La nuit étoilée







Ce sont des souvenirs d'avant ma naissance. Ils sont venus à moi par bribes, des bouts d'information qui en s'accumulant ont composé un mille-feuille transparent, mais aussi déformant que du verre soufflé. Les images construites furent ensuite mise en réserve dans une zone du cerveau présumée neutre, pour ne pas encombrer les travaux des jours. Elle revenaient ponctuellement occuper les lieux de la conscience lorsqu'un repos s'imposait et que je pensais faire le vide (mais le vide n'existe pas), ou bien à l'occasion d'une réminiscence, c'est à dire d'une collision heureuse. 
C'est, par exemple, dans les années 50, donc peu après la fin de la guerre, le pouce de mon frère qui caresse les remparts de Granville, ville haute. Il est dans sa poussette devant ma mère sur le trottoir de la rue du Midi ou de la rue des Juifs (la photo du souvenir est en gris), mais son pouce il le suce, et quelques jours plus tard il sera victime d'une infection et gardera un temps la chambre, peut-être même ira-t-il à l'hôpital. J'entendrai ma mère le raconter jusque tard dans sa vie, regretter sa négligence en la circonstance. 
C'est encore une balade en bateau aux grottes de Morgat, ma soeur tombe à l'eau et mon père doit s'y jeter à son tour pour lui éviter la noyade. Afin d'atténuer l'énormité de l'imprudence, le souvenir de l'anecdote sera transféré à Moulin-Mer, dans le contexte d'une école de voile.

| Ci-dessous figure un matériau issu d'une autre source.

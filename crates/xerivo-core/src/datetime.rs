use std::fs;
use std::path::PathBuf;
use std::sync::OnceLock;

use chrono::{
  DateTime,
  Local,
  Offset,
  TimeZone,
  Utc
};
use chrono_tz::Tz;
use serde::Deserialize;

const TIMEZONE_CONFIG_FILE: &str =
  "xerivo-time.toml";
const TIMEZONE_ENV_VAR: &str =
  "XERIVO_TIMEZONE";
const TIMEZONE_CONFIG_ENV_VAR: &str =
  "XERIVO_TIME_CONFIG";

pub const MILLIS_PER_DAY: i64 =
  86_400_000;

#[derive(Debug, Deserialize)]
struct TimezoneConfig {
  timezone: Option<String>,
  time:     Option<TimezoneSection>
}

#[derive(Debug, Deserialize)]
struct TimezoneSection {
  timezone: Option<String>
}

/// Zone used to turn wall-clock instants
/// into local calendar days.
#[derive(Debug, Clone, Copy, PartialEq)]
pub enum LocalZone {
  Named(Tz),
  System
}

impl LocalZone {
  /// Offset from UTC in effect at `now`,
  /// so DST transitions move the day
  /// boundary the way the device does.
  #[must_use]
  pub fn offset_millis(
    &self,
    now: DateTime<Utc>
  ) -> i64 {
    let seconds = match self {
      | LocalZone::Named(tz) => {
        tz.offset_from_utc_datetime(
          &now.naive_utc()
        )
        .fix()
        .local_minus_utc()
      }
      | LocalZone::System => {
        Local
          .offset_from_utc_datetime(
            &now.naive_utc()
          )
          .local_minus_utc()
      }
    };
    i64::from(seconds) * 1_000
  }
}

/// A single evaluation instant: the local
/// epoch day and the raw epoch millis.
#[derive(Debug, Clone, Copy, PartialEq, Eq)]
pub struct Moment {
  pub today:        i64,
  pub epoch_millis: i64
}

impl Moment {
  #[must_use]
  pub fn now() -> Self {
    Self::at(Utc::now(), local_zone())
  }

  #[must_use]
  pub fn at(
    now: DateTime<Utc>,
    zone: &LocalZone
  ) -> Self {
    let epoch_millis =
      now.timestamp_millis();
    Self {
      today: epoch_day(
        epoch_millis,
        zone.offset_millis(now)
      ),
      epoch_millis
    }
  }

  #[must_use]
  pub fn fixed(
    today: i64,
    epoch_millis: i64
  ) -> Self {
    Self {
      today,
      epoch_millis
    }
  }
}

#[must_use]
pub fn epoch_day(
  epoch_millis: i64,
  utc_offset_millis: i64
) -> i64 {
  (epoch_millis + utc_offset_millis)
    .div_euclid(MILLIS_PER_DAY)
}

pub fn local_zone() -> &'static LocalZone
{
  static LOCAL_ZONE: OnceLock<
    LocalZone
  > = OnceLock::new();
  LOCAL_ZONE
    .get_or_init(resolve_local_zone)
}

fn resolve_local_zone() -> LocalZone {
  if let Ok(raw) =
    std::env::var(TIMEZONE_ENV_VAR)
    && let Some(tz) = parse_timezone(
      &raw,
      TIMEZONE_ENV_VAR
    )
  {
    return LocalZone::Named(tz);
  }

  if let Some(path) =
    timezone_config_path()
    && let Some(tz) =
      load_timezone_from_file(&path)
  {
    return LocalZone::Named(tz);
  }

  tracing::debug!(
    "no timezone configured; using \
     system local offset"
  );
  LocalZone::System
}

fn timezone_config_path()
-> Option<PathBuf> {
  if let Ok(raw) = std::env::var(
    TIMEZONE_CONFIG_ENV_VAR
  ) {
    let trimmed = raw.trim();
    if !trimmed.is_empty() {
      return Some(PathBuf::from(
        trimmed
      ));
    }
  }

  std::env::current_dir().ok().map(
    |dir| {
      dir.join(TIMEZONE_CONFIG_FILE)
    }
  )
}

fn load_timezone_from_file(
  path: &PathBuf
) -> Option<Tz> {
  if !path.exists() {
    tracing::debug!(
      file = %path.display(),
      "timezone config file not found"
    );
    return None;
  }

  let raw = match fs::read_to_string(
    path
  ) {
    | Ok(raw) => raw,
    | Err(err) => {
      tracing::error!(
        file = %path.display(),
        error = %err,
        "failed reading timezone config file"
      );
      return None;
    }
  };

  parse_timezone_config(
    &raw,
    &format!("file:{}", path.display())
  )
}

fn parse_timezone_config(
  raw: &str,
  source: &str
) -> Option<Tz> {
  let parsed = match toml::from_str::<
    TimezoneConfig
  >(raw)
  {
    | Ok(parsed) => parsed,
    | Err(err) => {
      tracing::error!(
        source,
        error = %err,
        "failed parsing timezone config"
      );
      return None;
    }
  };

  let timezone =
    parsed.timezone.or_else(|| {
      parsed.time.and_then(|section| {
        section.timezone
      })
    });
  let Some(timezone) = timezone else {
    tracing::warn!(
      source,
      "timezone config had no timezone field"
    );
    return None;
  };

  parse_timezone(
    timezone.as_str(),
    source
  )
}

fn parse_timezone(
  raw: &str,
  source: &str
) -> Option<Tz> {
  let trimmed = raw.trim();
  if trimmed.is_empty() {
    tracing::warn!(
      source,
      "timezone source was empty"
    );
    return None;
  }

  match trimmed.parse::<Tz>() {
    | Ok(tz) => {
      tracing::info!(
        source,
        timezone = %trimmed,
        "configured local timezone"
      );
      Some(tz)
    }
    | Err(err) => {
      tracing::error!(
        source,
        timezone = %trimmed,
        error = %err,
        "failed to parse timezone id"
      );
      None
    }
  }
}

#[cfg(test)]
mod tests {
  use chrono::{
    TimeZone,
    Utc
  };

  use super::{
    LocalZone,
    MILLIS_PER_DAY,
    Moment,
    epoch_day,
    parse_timezone_config
  };

  #[test]
  fn epoch_day_floors_before_epoch() {
    assert_eq!(epoch_day(0, 0), 0);
    assert_eq!(
      epoch_day(MILLIS_PER_DAY - 1, 0),
      0
    );
    assert_eq!(epoch_day(-1, 0), -1);
    assert_eq!(
      epoch_day(
        MILLIS_PER_DAY,
        -3_600_000
      ),
      0
    );
  }

  #[test]
  fn named_zone_shifts_day_boundary() {
    // 2026-02-17 03:00 UTC is still the
    // 16th in Mexico City (UTC-6).
    let now = Utc
      .with_ymd_and_hms(
        2026, 2, 17, 3, 0, 0
      )
      .single()
      .expect("valid now");
    let utc = Moment::at(
      now,
      &LocalZone::Named(chrono_tz::UTC)
    );
    let mx = Moment::at(
      now,
      &LocalZone::Named(
        chrono_tz::America::Mexico_City
      )
    );
    assert_eq!(utc.today - 1, mx.today);
    assert_eq!(
      utc.epoch_millis,
      mx.epoch_millis
    );
  }

  #[test]
  fn timezone_config_accepts_section_form()
  {
    let tz = parse_timezone_config(
      "[time]\ntimezone = \
       \"Europe/Berlin\"\n",
      "test"
    );
    assert_eq!(
      tz,
      Some(chrono_tz::Europe::Berlin)
    );
    assert_eq!(
      parse_timezone_config(
        "timezone = \"Not/AZone\"",
        "test"
      ),
      None
    );
  }
}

Ces récits, maintes fois repris, augmentés, exagérés ou atténués, finiront par former dans le souvenir une figure composite mais stable, parfois consolidée par une photo vaguement contemporaine comme punaisée sur un tableau de liège.

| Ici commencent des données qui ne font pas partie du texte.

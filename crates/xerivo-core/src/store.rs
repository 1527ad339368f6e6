use std::fmt;

use tracing::{debug, info, instrument, warn};

use crate::datetime::Moment;
use crate::state::{AppState, palette_color};
use crate::task::{
    Category, CategoryId, DueOption, Priority, RepeatRule, Task, TaskId, TaskView,
};
use crate::view::Selection;

/// Quick-add draft. Lives beside the state but is never persisted.
#[derive(Debug, Clone, PartialEq, Eq, Default)]
pub struct Composer {
    pub title: String,
    pub details: String,
    pub due: DueOption,
    pub priority: Priority,
    pub repeat: RepeatRule,
    pub category_id: Option<CategoryId>,
}

/// Replacement values for the editable fields of a task.
#[derive(Debug, Clone, PartialEq, Eq)]
pub struct TaskEdit {
    pub title: String,
    pub details: String,
    pub due_day: Option<i64>,
    pub category_id: Option<CategoryId>,
    pub priority: Priority,
    pub repeat: RepeatRule,
}

impl TaskEdit {
    pub fn from_task(task: &Task) -> Self {
        Self {
            title: task.title.clone(),
            details: task.details.clone(),
            due_day: task.due_day,
            category_id: task.category_id,
            priority: task.priority,
            repeat: task.repeat,
        }
    }
}

/// Reverses a destructive command. Carries the full record, not a flag.
#[derive(Debug, Clone, PartialEq, Eq)]
pub enum Undo {
    RestoreSnapshot(Task),
    Reinsert(Task),
}

#[derive(Debug, Clone, PartialEq, Eq)]
pub enum Command {
    AddTask,
    ToggleCompletion(TaskId),
    ToggleArchive(TaskId),
    DeleteTask(TaskId),
    EditTask(TaskId, TaskEdit),
    AddCategory(String),
    DeleteCategory(CategoryId),
    Undo(Undo),
}

/// Transient user-facing message produced by a command.
#[derive(Debug, Clone, PartialEq, Eq)]
pub enum Notice {
    TaskAdded,
    EmptyTitle,
    NextOccurrence(RepeatRule),
    TaskArchived,
    TaskRestored,
    TaskDeleted,
    TaskUpdated,
    EmptyCategoryName,
    CategoryExists,
    CategoryAdded(String),
    CategoryDeleted(String),
    TaskNotFound(TaskId),
    CategoryNotFound(CategoryId),
    TaskAlreadyExists(TaskId),
}

impl fmt::Display for Notice {
    fn fmt(&self, f: &mut fmt::Formatter<'_>) -> fmt::Result {
        match self {
            Notice::TaskAdded => write!(f, "Task added"),
            Notice::EmptyTitle => write!(f, "Task title is empty"),
            Notice::NextOccurrence(rule) => write!(
                f,
                "Created next {} task",
                rule.meta().label.to_lowercase()
            ),
            Notice::TaskArchived => write!(f, "Task archived"),
            Notice::TaskRestored => write!(f, "Task restored"),
            Notice::TaskDeleted => write!(f, "Task deleted"),
            Notice::TaskUpdated => write!(f, "Task updated"),
            Notice::EmptyCategoryName => write!(f, "Category name is empty"),
            Notice::CategoryExists => write!(f, "Category already exists"),
            Notice::CategoryAdded(name) => write!(f, "Category {name} added"),
            Notice::CategoryDeleted(name) => write!(f, "Category {name} deleted"),
            Notice::TaskNotFound(id) => write!(f, "Task {id} not found"),
            Notice::CategoryNotFound(id) => write!(f, "Category {id} not found"),
            Notice::TaskAlreadyExists(id) => write!(f, "Task {id} already exists"),
        }
    }
}

#[derive(Debug, Clone, PartialEq, Eq, Default)]
pub struct Outcome {
    pub changed: bool,
    pub notice: Option<Notice>,
    pub undo: Option<Undo>,
}

impl Outcome {
    fn unchanged(notice: Notice) -> Self {
        Self {
            changed: false,
            notice: Some(notice),
            undo: None,
        }
    }

    fn changed(notice: Option<Notice>) -> Self {
        Self {
            changed: true,
            notice,
            undo: None,
        }
    }

    fn with_undo(mut self, undo: Undo) -> Self {
        self.undo = Some(undo);
        self
    }
}

/// Owns the application state. Presentation reads it and sends `Command`s.
#[derive(Debug, Clone)]
pub struct TodoStore {
    state: AppState,
    composer: Composer,
    selection: Selection,
    dirty: bool,
}

impl TodoStore {
    pub fn new(state: AppState) -> Self {
        Self {
            state,
            composer: Composer::default(),
            selection: Selection::default(),
            dirty: false,
        }
    }

    pub fn state(&self) -> &AppState {
        &self.state
    }

    pub fn composer(&self) -> &Composer {
        &self.composer
    }

    /// Draft edits never mark the store dirty.
    pub fn composer_mut(&mut self) -> &mut Composer {
        &mut self.composer
    }

    pub fn selection(&self) -> Selection {
        self.selection
    }

    pub fn set_selection(&mut self, selection: Selection) {
        self.selection = selection;
    }

    pub fn is_dirty(&self) -> bool {
        self.dirty
    }

    pub fn mark_clean(&mut self) {
        self.dirty = false;
    }

    #[instrument(skip(self))]
    pub fn apply(&mut self, command: Command, moment: Moment) -> Outcome {
        let outcome = match command {
            Command::AddTask => self.add_task(moment),
            Command::ToggleCompletion(id) => self.toggle_completion(id, moment),
            Command::ToggleArchive(id) => self.toggle_archive(id),
            Command::DeleteTask(id) => self.delete_task(id),
            Command::EditTask(id, edit) => self.edit_task(id, edit),
            Command::AddCategory(name) => self.add_category(&name),
            Command::DeleteCategory(id) => self.delete_category(id),
            Command::Undo(undo) => self.undo(undo),
        };

        if outcome.changed {
            self.dirty = true;
        }
        debug!(
            changed = outcome.changed,
            notice = ?outcome.notice,
            tasks = self.state.tasks.len(),
            "command applied"
        );
        outcome
    }

    fn position(&self, id: TaskId) -> Option<usize> {
        self.state.tasks.iter().position(|t| t.id == id)
    }

    fn add_task(&mut self, moment: Moment) -> Outcome {
        let title = self.composer.title.trim().to_string();
        if title.is_empty() {
            return Outcome::unchanged(Notice::EmptyTitle);
        }

        let id = self.state.allocate_task_id();
        let mut task = Task::new(id, title, moment.epoch_millis);
        task.details = self.composer.details.trim().to_string();
        task.due_day = self.composer.due.resolve(moment.today);
        task.category_id = self.composer.category_id;
        task.priority = self.composer.priority;
        task.repeat = self.composer.repeat;

        info!(id, due = ?task.due_day, "task added");
        self.state.tasks.insert(0, task);

        self.composer.title.clear();
        self.composer.details.clear();
        self.selection.view = TaskView::All;
        Outcome::changed(Some(Notice::TaskAdded))
    }

    fn toggle_completion(&mut self, id: TaskId, moment: Moment) -> Outcome {
        let Some(idx) = self.position(id) else {
            return Outcome::unchanged(Notice::TaskNotFound(id));
        };

        let task = &mut self.state.tasks[idx];
        let was_completed = task.completed;
        task.completed = !was_completed;
        let original = task.clone();

        if was_completed || original.archived || original.repeat == RepeatRule::None {
            return Outcome::changed(None);
        }

        let base = original.due_day.unwrap_or(moment.today);
        let mut next = original.clone();
        next.id = self.state.allocate_task_id();
        next.completed = false;
        next.due_day = Some(base.saturating_add(original.repeat.interval_days()));
        next.created_at_millis = moment.epoch_millis;

        info!(
            from = original.id,
            to = next.id,
            due = ?next.due_day,
            "scheduled next occurrence"
        );
        self.state.tasks.push(next);
        Outcome::changed(Some(Notice::NextOccurrence(original.repeat)))
    }

    fn toggle_archive(&mut self, id: TaskId) -> Outcome {
        let Some(idx) = self.position(id) else {
            return Outcome::unchanged(Notice::TaskNotFound(id));
        };

        let previous = self.state.tasks[idx].clone();
        self.state.tasks[idx].archived = !previous.archived;
        let notice = if previous.archived {
            Notice::TaskRestored
        } else {
            Notice::TaskArchived
        };
        Outcome::changed(Some(notice)).with_undo(Undo::RestoreSnapshot(previous))
    }

    fn delete_task(&mut self, id: TaskId) -> Outcome {
        let Some(idx) = self.position(id) else {
            return Outcome::unchanged(Notice::TaskNotFound(id));
        };

        let removed = self.state.tasks.remove(idx);
        info!(id, "task deleted");
        Outcome::changed(Some(Notice::TaskDeleted)).with_undo(Undo::Reinsert(removed))
    }

    fn edit_task(&mut self, id: TaskId, edit: TaskEdit) -> Outcome {
        let title = edit.title.trim().to_string();
        if title.is_empty() {
            return Outcome::unchanged(Notice::EmptyTitle);
        }
        let Some(idx) = self.position(id) else {
            return Outcome::unchanged(Notice::TaskNotFound(id));
        };

        let task = &mut self.state.tasks[idx];
        task.title = title;
        task.details = edit.details.trim().to_string();
        task.due_day = edit.due_day;
        task.category_id = edit.category_id;
        task.priority = edit.priority;
        task.repeat = edit.repeat;
        Outcome::changed(Some(Notice::TaskUpdated))
    }

    fn add_category(&mut self, name: &str) -> Outcome {
        let name = name.trim();
        if name.is_empty() {
            return Outcome::unchanged(Notice::EmptyCategoryName);
        }
        let lowered = name.to_lowercase();
        if self
            .state
            .categories
            .iter()
            .any(|c| c.name.to_lowercase() == lowered)
        {
            debug!(name, "rejected duplicate category");
            return Outcome::unchanged(Notice::CategoryExists);
        }

        let id = self.state.allocate_category_id();
        let color_hex = palette_color(id);
        self.state.categories.push(Category {
            id,
            name: name.to_string(),
            color_hex,
        });
        info!(id, name, "category added");
        Outcome::changed(Some(Notice::CategoryAdded(name.to_string())))
    }

    fn delete_category(&mut self, id: CategoryId) -> Outcome {
        let Some(idx) = self.state.categories.iter().position(|c| c.id == id) else {
            return Outcome::unchanged(Notice::CategoryNotFound(id));
        };

        let removed = self.state.categories.remove(idx);
        let mut detached = 0_usize;
        for task in &mut self.state.tasks {
            if task.category_id == Some(id) {
                task.category_id = None;
                detached += 1;
            }
        }
        if self.composer.category_id == Some(id) {
            self.composer.category_id = None;
        }

        info!(id, detached, "category deleted");
        Outcome::changed(Some(Notice::CategoryDeleted(removed.name)))
    }

    fn undo(&mut self, undo: Undo) -> Outcome {
        match undo {
            Undo::RestoreSnapshot(snapshot) => {
                let Some(idx) = self.position(snapshot.id) else {
                    warn!(id = snapshot.id, "undo target no longer exists");
                    return Outcome::unchanged(Notice::TaskNotFound(snapshot.id));
                };
                self.state.tasks[idx] = snapshot;
                Outcome::changed(None)
            }
            Undo::Reinsert(task) => {
                if self.position(task.id).is_some() {
                    warn!(id = task.id, "undo would duplicate an existing task");
                    return Outcome::unchanged(Notice::TaskAlreadyExists(task.id));
                }
                self.state.tasks.insert(0, task);
                self.state.normalize_counters();
                Outcome::changed(None)
            }
        }
    }
}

Reprenant la lecture, dans le projet d'un travail collectif, du Jardin des plantes, de Claude Simon, je sens bien que le cœur n'y est plus. Quelques bribes m'atteignent, comme ces brins de poésie pris au hasard dans un livre et qui s'avèrent inexplicablement bouleversants, mais le grand roman m'est devenu extérieur, je n'y arrive plus. J'ai l'impression de passer à côté, ou d'avoir perdu quelque chose en route, sans doute une faculté intellectuelle, je ne sais pas. Par analogie j'en viens à croire que la qualité du souvenir doit s'altérer de la même façon, que la mémoire nous trompe à mesure que l'aptitude à comprendre nous abandonne. Si je passe des journées entières dehors à marcher, n'importe où, peut-être est-ce pour éviter de penser — pourtant la marche est favorable, dit-on, à la circulation des idées, leur fluidité — et ainsi de déformer ce qui a été, ou que je crois avoir été ; éviter de ne pas être en mesure de le transmettre, mais à qui ? Tout cela ne serait pas très grave, après tout ce ne sont que des détails, c'est le lot de l'existence, et l'imagination, heureusement, est suffisamment plastique pour éviter d'en souffrir. La solution n'est pas de viser moins haut, mais de viser ailleurs. Mais il y a pire car le monde, lui, souffre, et la guerre, la dernière et celle à venir, n'est pas un rêve éveillé.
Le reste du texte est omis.